High elasticity of CsPbBr3 perovskite nanowires for flexible electronics

Due to the enhanced ambient structural stability and excellent optoelectronic properties, all-inorganic metal halide perovskite nanowires have become one of the most attractive candidates for flexible electronics, photovoltaics and optoelectronics. Their elastic property and mechanical robustness become the key factors for device applications under realistic service conditions with various mechanical loadings.

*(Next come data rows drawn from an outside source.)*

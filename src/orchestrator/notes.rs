//! Note store calls made on behalf of the UI.
//!
//! Each call runs on tokio's blocking pool, reports failures as status events and, after a
//! mutation, re-lists the notes so the UI always renders what is in the database.

use crate::error::NoteError;
use crate::model::{AppEvent, InfoEvent};
use crate::storage::NoteStore;
use std::path::PathBuf;
use std::sync::Arc;
use tokio::sync::mpsc::UnboundedSender;
use tracing::warn;

/// Run `f` against the store off the async workers. Errors are reported on `event_tx`.
async fn store_call<T, F>(
    store: &Arc<NoteStore>,
    event_tx: &UnboundedSender<AppEvent>,
    f: F,
) -> Option<T>
where
    F: FnOnce(&NoteStore) -> Result<T, NoteError> + Send + 'static,
    T: Send + 'static,
{
    let store = store.clone();
    let res = tokio::task::spawn_blocking(move || f(&store)).await;
    let err = match res {
        Ok(Ok(v)) => return Some(v),
        Ok(Err(e)) if e.is_rejection() => InfoEvent::NoteRejected(e.to_string()),
        Ok(Err(e)) => {
            warn!(error = %e, "note store call failed");
            InfoEvent::StoreFailed(e.to_string())
        }
        Err(e) => {
            warn!(error = %e, "note store task failed");
            InfoEvent::StoreFailed(format!("store task failed: {e}"))
        }
    };
    let _ = event_tx.send(AppEvent::Info(err));
    None
}

pub(crate) async fn refresh(store: &Arc<NoteStore>, event_tx: &UnboundedSender<AppEvent>) {
    if let Some(notes) = store_call(store, event_tx, |s| s.list_notes()).await {
        let _ = event_tx.send(AppEvent::NotesLoaded { notes });
    }
}

pub(crate) async fn save(
    store: &Arc<NoteStore>,
    event_tx: &UnboundedSender<AppEvent>,
    text: String,
) {
    let saved = store_call(store, event_tx, move |s| s.save_note(&text)).await;
    if let Some(note) = saved {
        let _ = event_tx.send(AppEvent::Info(InfoEvent::NoteSaved { id: note.id }));
        refresh(store, event_tx).await;
    }
}

pub(crate) async fn delete(
    store: &Arc<NoteStore>,
    event_tx: &UnboundedSender<AppEvent>,
    selection: Option<i64>,
) {
    let deleted = store_call(store, event_tx, move |s| s.delete_note(selection)).await;
    if let Some(id) = deleted {
        let _ = event_tx.send(AppEvent::Info(InfoEvent::NoteDeleted { id }));
    }
    // A stale selection still warrants a re-list so the view catches up.
    if selection.is_some() {
        refresh(store, event_tx).await;
    }
}

pub(crate) async fn export(
    store: &Arc<NoteStore>,
    event_tx: &UnboundedSender<AppEvent>,
    path: PathBuf,
) {
    if let Some(p) = store_call(store, event_tx, move |s| s.export_json(&path)).await {
        let _ = event_tx.send(AppEvent::Info(InfoEvent::Message(format!(
            "Exported notes: {}",
            p.display()
        ))));
    }
}
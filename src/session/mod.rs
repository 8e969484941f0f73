//! Panic-mode session: state machine, breathing animation and ambient sound.
//!
//! `SessionController` is the only writer of the session state. Each animation task gets a
//! read handle to the atomic cell of the session it was spawned for and checks it before
//! every step. A stopped session's cell stays `Idle` for good.

mod breath;
pub mod messages;
pub mod sound;

use crate::model::{AppEvent, BreathTiming, InfoEvent, SessionState};
use sound::SoundPlayer;
use std::sync::atomic::{AtomicU8, Ordering};
use std::sync::Arc;
use tokio::sync::mpsc::UnboundedSender;
use tokio::task::JoinHandle;
use tracing::{info, warn};

/// Session state shared between the controller and the animation task.
#[derive(Debug, Clone)]
pub struct SessionCell(Arc<AtomicU8>);

impl SessionCell {
    pub fn new(state: SessionState) -> Self {
        Self(Arc::new(AtomicU8::new(encode(state))))
    }

    pub fn load(&self) -> SessionState {
        decode(self.0.load(Ordering::Acquire))
    }

    fn store(&self, state: SessionState) {
        self.0.store(encode(state), Ordering::Release);
    }
}

fn encode(state: SessionState) -> u8 {
    match state {
        SessionState::Idle => 0,
        SessionState::Active => 1,
        SessionState::Paused => 2,
    }
}

fn decode(raw: u8) -> SessionState {
    match raw {
        1 => SessionState::Active,
        2 => SessionState::Paused,
        _ => SessionState::Idle,
    }
}

#[derive(Debug, Clone, Copy, PartialEq, Eq)]
pub struct Transition {
    pub from: SessionState,
    pub to: SessionState,
}

pub struct SessionController {
    cell: SessionCell,
    timing: BreathTiming,
    sound: Arc<dyn SoundPlayer>,
    event_tx: UnboundedSender<AppEvent>,
    animation: Option<JoinHandle<()>>,
}

impl SessionController {
    pub fn new(
        timing: BreathTiming,
        sound: Arc<dyn SoundPlayer>,
        event_tx: UnboundedSender<AppEvent>,
    ) -> Self {
        Self {
            cell: SessionCell::new(SessionState::Idle),
            timing,
            sound,
            event_tx,
            animation: None,
        }
    }

    pub fn state(&self) -> SessionState {
        self.cell.load()
    }

    /// Start a session from `Idle` or resume a paused one. No-op while `Active`.
    ///
    /// Must be called from within a tokio runtime: starting from `Idle` spawns the
    /// animation task.
    pub fn start_or_resume(&mut self) -> Option<Transition> {
        let from = self.state();
        let info_ev = match from {
            SessionState::Active => return None,
            SessionState::Idle => {
                // Each animation task watches its own cell. A stopped one stays Idle.
                self.cell = SessionCell::new(SessionState::Active);
                self.animation = Some(tokio::spawn(breath::run_breathing(breath::BreathParams {
                    state: self.cell.clone(),
                    timing: self.timing,
                    event_tx: self.event_tx.clone(),
                })));
                InfoEvent::SessionStarted
            }
            SessionState::Paused => {
                self.cell.store(SessionState::Active);
                InfoEvent::SessionResumed
            }
        };
        let sound_err = self.sound.start().err();
        self.announce(from, SessionState::Active, info_ev);
        if let Some(e) = sound_err {
            warn!(error = %e, "continuing without sound");
            self.emit(AppEvent::Info(InfoEvent::SoundUnavailable(e.to_string())));
        }
        Some(Transition {
            from,
            to: SessionState::Active,
        })
    }

    /// Pause an active session. The animation keeps running but stops advancing.
    pub fn pause(&mut self) -> Option<Transition> {
        let from = self.state();
        if from != SessionState::Active {
            return None;
        }
        self.cell.store(SessionState::Paused);
        self.sound.stop();
        self.announce(from, SessionState::Paused, InfoEvent::SessionPaused);
        Some(Transition {
            from,
            to: SessionState::Paused,
        })
    }

    /// End the session and return to `Idle`.
    pub fn stop(&mut self) -> Option<Transition> {
        let from = self.state();
        if from == SessionState::Idle {
            return None;
        }
        self.cell.store(SessionState::Idle);
        self.sound.stop();
        if let Some(handle) = self.animation.take() {
            handle.abort();
        }
        self.announce(from, SessionState::Idle, InfoEvent::SessionStopped);
        Some(Transition {
            from,
            to: SessionState::Idle,
        })
    }

    fn announce(&self, from: SessionState, to: SessionState, info_ev: InfoEvent) {
        info!(from = from.label(), to = to.label(), "session transition");
        self.emit(AppEvent::SessionChanged { state: to });
        self.emit(AppEvent::Info(info_ev));
    }

    fn emit(&self, ev: AppEvent) {
        let _ = self.event_tx.send(ev);
    }
}

impl Drop for SessionController {
    fn drop(&mut self) {
        self.sound.stop();
        if let Some(handle) = self.animation.take() {
            handle.abort();
        }
    }
}

#[cfg(test)]
mod tests {
    use super::*;
    use crate::error::SoundError;
    use crate::model::{CIRCLE_CENTER, MAX_RADIUS, MIN_RADIUS, RADIUS_STEP};
    use std::path::PathBuf;
    use std::sync::atomic::AtomicUsize;
    use std::sync::Mutex;
    use std::time::Duration;
    use tokio::sync::mpsc::{unbounded_channel, UnboundedReceiver};

    #[derive(Default)]
    struct RecordingPlayer {
        playing: Mutex<bool>,
        starts: AtomicUsize,
    }

    impl SoundPlayer for RecordingPlayer {
        fn start(&self) -> Result<(), SoundError> {
            let mut playing = self.playing.lock().unwrap();
            if !*playing {
                self.starts.fetch_add(1, Ordering::SeqCst);
                *playing = true;
            }
            Ok(())
        }

        fn stop(&self) {
            *self.playing.lock().unwrap() = false;
        }

        fn is_playing(&self) -> bool {
            *self.playing.lock().unwrap()
        }
    }

    struct BrokenPlayer;

    impl SoundPlayer for BrokenPlayer {
        fn start(&self) -> Result<(), SoundError> {
            Err(SoundError::AssetMissing(PathBuf::from("relaxing_sound.wav")))
        }

        fn stop(&self) {}

        fn is_playing(&self) -> bool {
            false
        }
    }

    fn controller() -> (
        SessionController,
        Arc<RecordingPlayer>,
        UnboundedReceiver<AppEvent>,
    ) {
        let (tx, rx) = unbounded_channel();
        let player = Arc::new(RecordingPlayer::default());
        let ctrl = SessionController::new(BreathTiming::default(), player.clone(), tx);
        (ctrl, player, rx)
    }

    fn drain(rx: &mut UnboundedReceiver<AppEvent>) -> Vec<AppEvent> {
        let mut out = Vec::new();
        while let Ok(ev) = rx.try_recv() {
            out.push(ev);
        }
        out
    }

    fn radii(events: &[AppEvent]) -> Vec<u32> {
        events
            .iter()
            .filter_map(|ev| match ev {
                AppEvent::Breath { radius, .. } => Some(*radius),
                _ => None,
            })
            .collect()
    }

    fn assert_sound_matches(ctrl: &SessionController, player: &RecordingPlayer) {
        assert_eq!(
            player.is_playing(),
            ctrl.state() == SessionState::Active,
            "sound must play exactly while active (state {:?})",
            ctrl.state()
        );
    }

    #[test]
    fn cell_round_trips_every_state() {
        let cell = SessionCell::new(SessionState::Idle);
        for s in [SessionState::Active, SessionState::Paused, SessionState::Idle] {
            cell.store(s);
            assert_eq!(cell.load(), s);
        }
    }

    #[tokio::test(start_paused = true)]
    async fn start_from_idle_plays_sound_and_animates() {
        let (mut ctrl, player, mut rx) = controller();
        assert_eq!(ctrl.state(), SessionState::Idle);

        let t = ctrl.start_or_resume();
        assert_eq!(
            t,
            Some(Transition {
                from: SessionState::Idle,
                to: SessionState::Active
            })
        );
        assert!(player.is_playing());

        tokio::time::sleep(Duration::from_millis(250)).await;
        let events = drain(&mut rx);
        assert!(matches!(
            events[0],
            AppEvent::SessionChanged {
                state: SessionState::Active
            }
        ));
        assert!(events.iter().any(|e| matches!(e, AppEvent::Prompt(_))));
        assert_eq!(&radii(&events)[..3], &[40, 44, 48]);
    }

    #[tokio::test(start_paused = true)]
    async fn repeated_start_and_pause_are_no_ops() {
        let (mut ctrl, player, mut rx) = controller();
        ctrl.start_or_resume();
        tokio::time::sleep(Duration::from_millis(150)).await;
        drain(&mut rx);

        assert_eq!(ctrl.start_or_resume(), None);
        assert_eq!(player.starts.load(Ordering::SeqCst), 1);
        assert!(drain(&mut rx)
            .iter()
            .all(|e| !matches!(e, AppEvent::SessionChanged { .. })));

        assert!(ctrl.pause().is_some());
        assert_eq!(ctrl.pause(), None);
        assert!(!player.is_playing());
    }

    #[tokio::test(start_paused = true)]
    async fn pause_and_stop_from_idle_do_nothing() {
        let (mut ctrl, player, mut rx) = controller();
        assert_eq!(ctrl.pause(), None);
        assert_eq!(ctrl.stop(), None);
        assert!(!player.is_playing());
        assert!(drain(&mut rx).is_empty());
    }

    #[tokio::test(start_paused = true)]
    async fn sound_tracks_active_state_across_transitions() {
        let (mut ctrl, player, _rx) = controller();
        let ops: [fn(&mut SessionController) -> Option<Transition>; 10] = [
            SessionController::pause,
            SessionController::start_or_resume,
            SessionController::start_or_resume,
            SessionController::pause,
            SessionController::pause,
            SessionController::start_or_resume,
            SessionController::stop,
            SessionController::pause,
            SessionController::start_or_resume,
            SessionController::stop,
        ];
        for op in ops {
            op(&mut ctrl);
            assert_sound_matches(&ctrl, &player);
            tokio::time::sleep(Duration::from_millis(130)).await;
            assert_sound_matches(&ctrl, &player);
        }
    }

    #[tokio::test(start_paused = true)]
    async fn radius_stays_in_range_and_bounds_stay_centered() {
        let (mut ctrl, _player, mut rx) = controller();
        ctrl.start_or_resume();
        tokio::time::sleep(Duration::from_secs(6)).await;
        let events = drain(&mut rx);

        let mut saw_max = false;
        for ev in &events {
            if let AppEvent::Breath { radius, bounds, .. } = ev {
                assert!((MIN_RADIUS..=MAX_RADIUS).contains(radius));
                assert_eq!(bounds.center(), (CIRCLE_CENTER, CIRCLE_CENTER));
                assert_eq!(bounds.radius(), f64::from(*radius));
                saw_max |= *radius == MAX_RADIUS;
            }
        }
        assert!(saw_max);
        let steps = radii(&events);
        assert!(steps
            .windows(2)
            .all(|w| w[0].abs_diff(w[1]) <= RADIUS_STEP));
    }

    #[tokio::test(start_paused = true)]
    async fn pause_freezes_radius_and_resume_continues_from_it() {
        let (mut ctrl, player, mut rx) = controller();
        ctrl.start_or_resume();
        tokio::time::sleep(Duration::from_millis(500)).await;

        ctrl.pause();
        assert!(!player.is_playing());
        let before = radii(&drain(&mut rx));
        let frozen = *before.last().unwrap();

        tokio::time::sleep(Duration::from_secs(1)).await;
        let during = drain(&mut rx);
        assert!(radii(&during).is_empty(), "circle moved while paused");
        assert!(during.iter().all(|e| !matches!(e, AppEvent::Prompt(_))));

        ctrl.start_or_resume();
        assert!(player.is_playing());
        tokio::time::sleep(Duration::from_millis(350)).await;
        let after = radii(&drain(&mut rx));
        let next = *after.first().unwrap();
        assert!((MIN_RADIUS..=MAX_RADIUS).contains(&next));
        assert!(next.abs_diff(frozen) <= RADIUS_STEP);
    }

    #[tokio::test(start_paused = true)]
    async fn stop_ends_animation_and_allows_restart() {
        let (mut ctrl, player, mut rx) = controller();
        ctrl.start_or_resume();
        tokio::time::sleep(Duration::from_millis(300)).await;
        ctrl.pause();

        assert!(ctrl.stop().is_some());
        assert_eq!(ctrl.state(), SessionState::Idle);
        assert!(!player.is_playing());
        drain(&mut rx);

        tokio::time::sleep(Duration::from_secs(2)).await;
        assert!(radii(&drain(&mut rx)).is_empty());

        ctrl.start_or_resume();
        tokio::time::sleep(Duration::from_millis(150)).await;
        assert_eq!(radii(&drain(&mut rx)).first(), Some(&MIN_RADIUS));
        assert_eq!(player.starts.load(Ordering::SeqCst), 2);
    }

    #[tokio::test(start_paused = true)]
    async fn restart_after_stop_leaves_the_old_task_idle() {
        let (mut ctrl, _player, mut rx) = controller();
        ctrl.start_or_resume();
        tokio::time::sleep(Duration::from_millis(200)).await;
        let old_cell = ctrl.cell.clone();

        ctrl.stop();
        ctrl.start_or_resume();
        assert_eq!(old_cell.load(), SessionState::Idle);
        assert_eq!(ctrl.state(), SessionState::Active);
        drain(&mut rx);

        // Only the new task animates: one sweep from rest, no interleaved frames.
        tokio::time::sleep(Duration::from_millis(350)).await;
        let steps = radii(&drain(&mut rx));
        assert_eq!(&steps[..4], &[40, 44, 48, 52]);
        assert!(steps.windows(2).all(|w| w[1] == w[0] + RADIUS_STEP));
    }

    #[tokio::test(start_paused = true)]
    async fn sound_failure_is_reported_but_session_runs() {
        let (tx, mut rx) = unbounded_channel();
        let mut ctrl = SessionController::new(BreathTiming::default(), Arc::new(BrokenPlayer), tx);
        ctrl.start_or_resume();
        assert_eq!(ctrl.state(), SessionState::Active);

        tokio::time::sleep(Duration::from_millis(150)).await;
        let events = drain(&mut rx);
        assert!(events
            .iter()
            .any(|e| matches!(e, AppEvent::Info(InfoEvent::SoundUnavailable(_)))));
        assert!(!radii(&events).is_empty());
    }
}
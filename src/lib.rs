//! Eventhub registration backend
//!
//! Event-registration backend: admins create events with capacity limits,
//! users register and unregister, and capacity is enforced transactionally
//! so concurrent requests can never overbook an event. This library exposes
//! the admission controller, policy guard, entity store and request facade;
//! transports mount on top of the facade.

pub mod api;
pub mod config;
pub mod database;
pub mod models;
pub mod services;
pub mod utils;

// Re-export commonly used types
pub use config::Settings;
pub use utils::errors::{EventhubError, Result};

// Re-export main components for easy access
pub use api::EventhubApi;
pub use database::DatabaseService;
pub use services::{AuthContext, ServiceFactory};

/// Library version
pub const VERSION: &str = env!("CARGO_PKG_VERSION");

/// Library name
pub const NAME: &str = env!("CARGO_PKG_NAME");

/// Get library information
pub fn info() -> String {
    format!("{} v{}", NAME, VERSION)
}
//! Database module
//!
//! This module handles database connections and operations

pub mod connection;
pub mod repositories;
pub mod service;

// Re-export commonly used database components
pub use connection::{create_pool, health_check, run_migrations, DatabasePool, PoolConfig};
pub use repositories::{
    EventFilter, EventRepository, RegistrationRepository, UserRepository,
};
pub use service::DatabaseService;
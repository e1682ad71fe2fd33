//! Error-to-response mapping
//!
//! Stable status codes and caller-facing messages per error, matching the
//! contract external clients depend on: 422 for validation and admission
//! refusals, 409 for conflicts, 404 for missing state, 403 for policy
//! denials, 500 for everything infrastructural.

use serde::Serialize;

use crate::utils::errors::EventhubError;
use crate::utils::validation::FieldError;

/// Serialized error payload handed to the transport
#[derive(Debug, Clone, Serialize)]
pub struct ErrorResponse {
    pub status: u16,
    pub message: String,
    #[serde(skip_serializing_if = "Option::is_none")]
    pub errors: Option<Vec<FieldError>>,
}

impl From<&EventhubError> for ErrorResponse {
    fn from(err: &EventhubError) -> Self {
        let (status, message) = match err {
            EventhubError::Validation(_) => (422, "Validation failed".to_string()),
            EventhubError::EventClosed { .. } => {
                (422, "Cannot register for a past event.".to_string())
            }
            EventhubError::EventFull { .. } => (422, "Event is full.".to_string()),
            EventhubError::AlreadyRegistered { .. } => {
                (409, "You are already registered for this event.".to_string())
            }
            EventhubError::DuplicateEmail { .. } => {
                (409, "The email has already been taken.".to_string())
            }
            EventhubError::NotRegistered { .. } => {
                (404, "You are not registered for this event.".to_string())
            }
            EventhubError::EventNotFound { .. } | EventhubError::UserNotFound { .. } => {
                (404, "Not found.".to_string())
            }
            EventhubError::Unauthorized(_) => (403, "Unauthorized".to_string()),
            EventhubError::SelfDeletionForbidden => {
                (403, "You cannot delete yourself.".to_string())
            }
            _ => (500, "Internal server error".to_string()),
        };

        let errors = match err {
            EventhubError::Validation(errs) => Some(errs.clone()),
            _ => None,
        };

        Self {
            status,
            message,
            errors,
        }
    }
}
//! Request facade
//!
//! Transport-neutral boundary between external callers and the core. Each
//! operation takes an explicit `AuthContext` for the acting principal and
//! returns domain results; `ErrorResponse` maps every error to the stable
//! status and message a transport layer serializes.

mod response;

pub use response::ErrorResponse;

use crate::database::{DatabaseService, EventFilter};
use crate::models::event::{CreateEventRequest, Event, UpdateEventRequest};
use crate::models::registration::Registration;
use crate::models::user::{CreateUserRequest, UpdateUserRequest, User};
use crate::services::{AuthContext, ServiceFactory};
use crate::utils::errors::Result;

/// Default page size for listing operations
pub const DEFAULT_PAGE_SIZE: i64 = 15;

/// An event together with its registrations, for detail views
#[derive(Debug, Clone, serde::Serialize)]
pub struct EventDetails {
    #[serde(flatten)]
    pub event: Event,
    pub registrations: Vec<Registration>,
}

/// A user together with the events they are registered for
#[derive(Debug, Clone, serde::Serialize)]
pub struct UserDetails {
    #[serde(flatten)]
    pub user: User,
    pub events: Vec<Event>,
}

/// The facade over all core operations
#[derive(Debug, Clone)]
pub struct EventhubApi {
    services: ServiceFactory,
    db: DatabaseService,
}

impl EventhubApi {
    pub fn new(services: ServiceFactory, db: DatabaseService) -> Self {
        Self { services, db }
    }

    /// Resolve a verified user id into an auth context
    pub async fn context_for(&self, user_id: i64) -> Result<AuthContext> {
        self.services.auth.context_for(user_id).await
    }

    /// Verify login credentials; token issuance happens upstream
    pub async fn login(&self, email: &str, password: &str) -> Result<User> {
        self.services.auth.authenticate(email, password).await
    }

    // --- Registrations ---

    pub async fn register_for_event(
        &self,
        event_id: i64,
        caller: &AuthContext,
    ) -> Result<Registration> {
        self.services.admission.register(event_id, caller).await
    }

    pub async fn unregister_from_event(&self, event_id: i64, caller: &AuthContext) -> Result<()> {
        self.services.admission.unregister(event_id, caller).await
    }

    pub async fn admin_remove_registration(
        &self,
        event_id: i64,
        target_user_id: i64,
        caller: &AuthContext,
    ) -> Result<()> {
        self.services
            .admission
            .admin_remove_user(event_id, target_user_id, caller)
            .await
    }

    // --- Events ---

    pub async fn create_event(
        &self,
        request: CreateEventRequest,
        caller: &AuthContext,
    ) -> Result<Event> {
        self.services.events.create(request, caller).await
    }

    pub async fn update_event(
        &self,
        event_id: i64,
        request: UpdateEventRequest,
        caller: &AuthContext,
    ) -> Result<Event> {
        self.services.events.update(event_id, request, caller).await
    }

    pub async fn delete_event(&self, event_id: i64, caller: &AuthContext) -> Result<()> {
        self.services.events.archive(event_id, caller).await
    }

    /// Event detail view with its registrations
    pub async fn show_event(&self, event_id: i64) -> Result<EventDetails> {
        let event = self.services.events.get(event_id, false).await?;
        let registrations = self.db.registrations.list_for_event(event_id).await?;
        Ok(EventDetails {
            event,
            registrations,
        })
    }

    pub async fn list_events(&self, page: i64) -> Result<Vec<Event>> {
        self.services
            .events
            .list(DEFAULT_PAGE_SIZE, page_offset(page))
            .await
    }

    pub async fn upcoming_events(&self, page: i64) -> Result<Vec<Event>> {
        self.services
            .events
            .upcoming(DEFAULT_PAGE_SIZE, page_offset(page))
            .await
    }

    pub async fn past_events(&self, page: i64) -> Result<Vec<Event>> {
        self.services
            .events
            .past(DEFAULT_PAGE_SIZE, page_offset(page))
            .await
    }

    pub async fn filter_events(&self, filter: EventFilter, page: i64) -> Result<Vec<Event>> {
        self.services
            .events
            .filter(filter, DEFAULT_PAGE_SIZE, page_offset(page))
            .await
    }

    // --- Users ---

    pub async fn create_user(
        &self,
        request: CreateUserRequest,
        caller: &AuthContext,
    ) -> Result<User> {
        self.services.users.create(request, caller).await
    }

    pub async fn update_user(
        &self,
        user_id: i64,
        request: UpdateUserRequest,
        caller: &AuthContext,
    ) -> Result<User> {
        self.services.users.update(user_id, request, caller).await
    }

    pub async fn delete_user(&self, user_id: i64, caller: &AuthContext) -> Result<()> {
        self.services.users.delete(user_id, caller).await
    }

    /// Profile view with the user's registered events
    pub async fn show_user(&self, user_id: i64, caller: &AuthContext) -> Result<UserDetails> {
        let user = self.services.users.get(user_id, caller).await?;
        let events = self.db.registrations.events_for_user(user_id).await?;
        Ok(UserDetails { user, events })
    }

    pub async fn list_users(&self, page: i64, caller: &AuthContext) -> Result<Vec<User>> {
        self.services
            .users
            .list(DEFAULT_PAGE_SIZE, page_offset(page), caller)
            .await
    }

    /// The caller's own profile with registered events
    pub async fn me(&self, caller: &AuthContext) -> Result<UserDetails> {
        self.show_user(caller.user_id, caller).await
    }

    /// Update the caller's own profile
    pub async fn update_me(
        &self,
        request: UpdateUserRequest,
        caller: &AuthContext,
    ) -> Result<User> {
        self.update_user(caller.user_id, request, caller).await
    }
}

fn page_offset(page: i64) -> i64 {
    (page.max(1) - 1) * DEFAULT_PAGE_SIZE
}

#[cfg(test)]
mod tests {
    use super::*;

    #[test]
    fn test_page_offset_is_one_based() {
        assert_eq!(page_offset(1), 0);
        assert_eq!(page_offset(2), DEFAULT_PAGE_SIZE);
        assert_eq!(page_offset(0), 0);
        assert_eq!(page_offset(-3), 0);
    }
}
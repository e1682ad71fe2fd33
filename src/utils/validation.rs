//! Field-level input validation
//!
//! Each operation validates its payload explicitly and collects structured
//! per-field errors instead of failing on the first problem.

use serde::{Deserialize, Serialize};

use crate::utils::errors::{EventhubError, Result};

/// A single validation failure attached to a named field
#[derive(Debug, Clone, PartialEq, Eq, Serialize, Deserialize)]
pub struct FieldError {
    pub field: String,
    pub message: String,
}

impl FieldError {
    pub fn new(field: &str, message: &str) -> Self {
        Self {
            field: field.to_string(),
            message: message.to_string(),
        }
    }
}

/// Accumulates field errors for one request payload
#[derive(Debug, Default)]
pub struct ValidationErrors {
    errors: Vec<FieldError>,
}

impl ValidationErrors {
    pub fn new() -> Self {
        Self::default()
    }

    pub fn push(&mut self, field: &str, message: &str) {
        self.errors.push(FieldError::new(field, message));
    }

    pub fn is_empty(&self) -> bool {
        self.errors.is_empty()
    }

    /// Finish validation, converting accumulated errors into a failure
    pub fn into_result(self) -> Result<()> {
        if self.errors.is_empty() {
            Ok(())
        } else {
            Err(EventhubError::Validation(self.errors))
        }
    }
}

/// Check that a required string is present and within a length bound
pub fn require_string(errors: &mut ValidationErrors, field: &str, value: &str, max_len: usize) {
    if value.trim().is_empty() {
        errors.push(field, "is required");
    } else if value.len() > max_len {
        errors.push(field, &format!("must be at most {} characters", max_len));
    }
}

/// Check an optional string against a length bound
pub fn optional_string(
    errors: &mut ValidationErrors,
    field: &str,
    value: Option<&str>,
    max_len: usize,
) {
    if let Some(v) = value {
        if v.len() > max_len {
            errors.push(field, &format!("must be at most {} characters", max_len));
        }
    }
}

/// Minimal structural email check, uniqueness is enforced by the store
pub fn require_email(errors: &mut ValidationErrors, field: &str, value: &str) {
    if value.trim().is_empty() {
        errors.push(field, "is required");
        return;
    }
    let valid = value.len() <= 255
        && value.split('@').count() == 2
        && value.split('@').all(|part| !part.is_empty())
        && value.rsplit('@').next().map(|d| d.contains('.')).unwrap_or(false);
    if !valid {
        errors.push(field, "must be a valid email address");
    }
}

/// Password strength floor for create/update payloads
pub fn require_password(errors: &mut ValidationErrors, field: &str, value: &str) {
    if value.len() < 8 {
        errors.push(field, "must be at least 8 characters");
    }
}
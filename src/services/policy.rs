//! Access policy guard
//!
//! Pure authorization checks over (caller, target, operation). Admins manage
//! events and other users; everyone may view and edit themselves. Nothing in
//! here touches storage.

use crate::services::auth::AuthContext;
use crate::utils::errors::{EventhubError, Result};

/// Event create/update/archive is admin-only
pub fn can_manage_events(caller: &AuthContext) -> bool {
    caller.is_admin
}

/// User create/list/delete is admin-only
pub fn can_manage_users(caller: &AuthContext) -> bool {
    caller.is_admin
}

/// A profile is visible and editable to its owner and to admins
pub fn can_view_or_edit_user(caller: &AuthContext, target_user_id: i64) -> bool {
    caller.is_admin || caller.user_id == target_user_id
}

/// Only admins may grant or revoke the admin flag.
///
/// A non-admin submitting `is_admin` has the field silently stripped from
/// the payload; the rest of the update still applies. This is stripping,
/// not rejection.
pub fn can_set_admin_flag(caller: &AuthContext) -> bool {
    caller.is_admin
}

/// Admins cannot delete their own account
pub fn check_self_deletion(caller: &AuthContext, target_user_id: i64) -> Result<()> {
    if caller.user_id == target_user_id {
        return Err(EventhubError::SelfDeletionForbidden);
    }
    Ok(())
}

/// Require admin rights for an operation
pub fn require_admin(caller: &AuthContext, action: &str) -> Result<()> {
    if !caller.is_admin {
        return Err(EventhubError::Unauthorized(format!(
            "{} requires admin rights",
            action
        )));
    }
    Ok(())
}

/// Require the caller to be the target user or an admin
pub fn require_self_or_admin(
    caller: &AuthContext,
    target_user_id: i64,
    action: &str,
) -> Result<()> {
    if !can_view_or_edit_user(caller, target_user_id) {
        return Err(EventhubError::Unauthorized(format!(
            "{} is limited to the account owner or an admin",
            action
        )));
    }
    Ok(())
}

Here, we demonstrate that high tensile elastic strain (similar to 4% to similar to 5.1%) can be achieved in vapor-liquid-solid-grown single-crystalline CsPbBr3 nanowires through in situ scanning electron microscope (SEM) buckling experiments. Such high flexural elasticity can be attributed to the structural defect-scarce, smooth surface, single-crystallinity and nanomechanical size effect of CsPbBr3 nanowires. The mechanical reliability of CsPbBr3 nanowire-based flexible photodetectors was examined by cyclic bending tests, with no noticeable performance deterioration observed after 5,000 cycles. The above results suggest great application potential for using all-inorganic perovskite nanowires in flexible electronics and energy harvesting systems.

Automated summary

All-inorganic metal halide perovskite nanowires have emerged as promising materials for flexible electronics and energy harvesting systems due to their enhanced ambient structural stability and excellent optoelectronic properties. The high tensile elastic strain and mechanical reliability of CsPbBr3 nanowires make them attractive for device applications under realistic service conditions.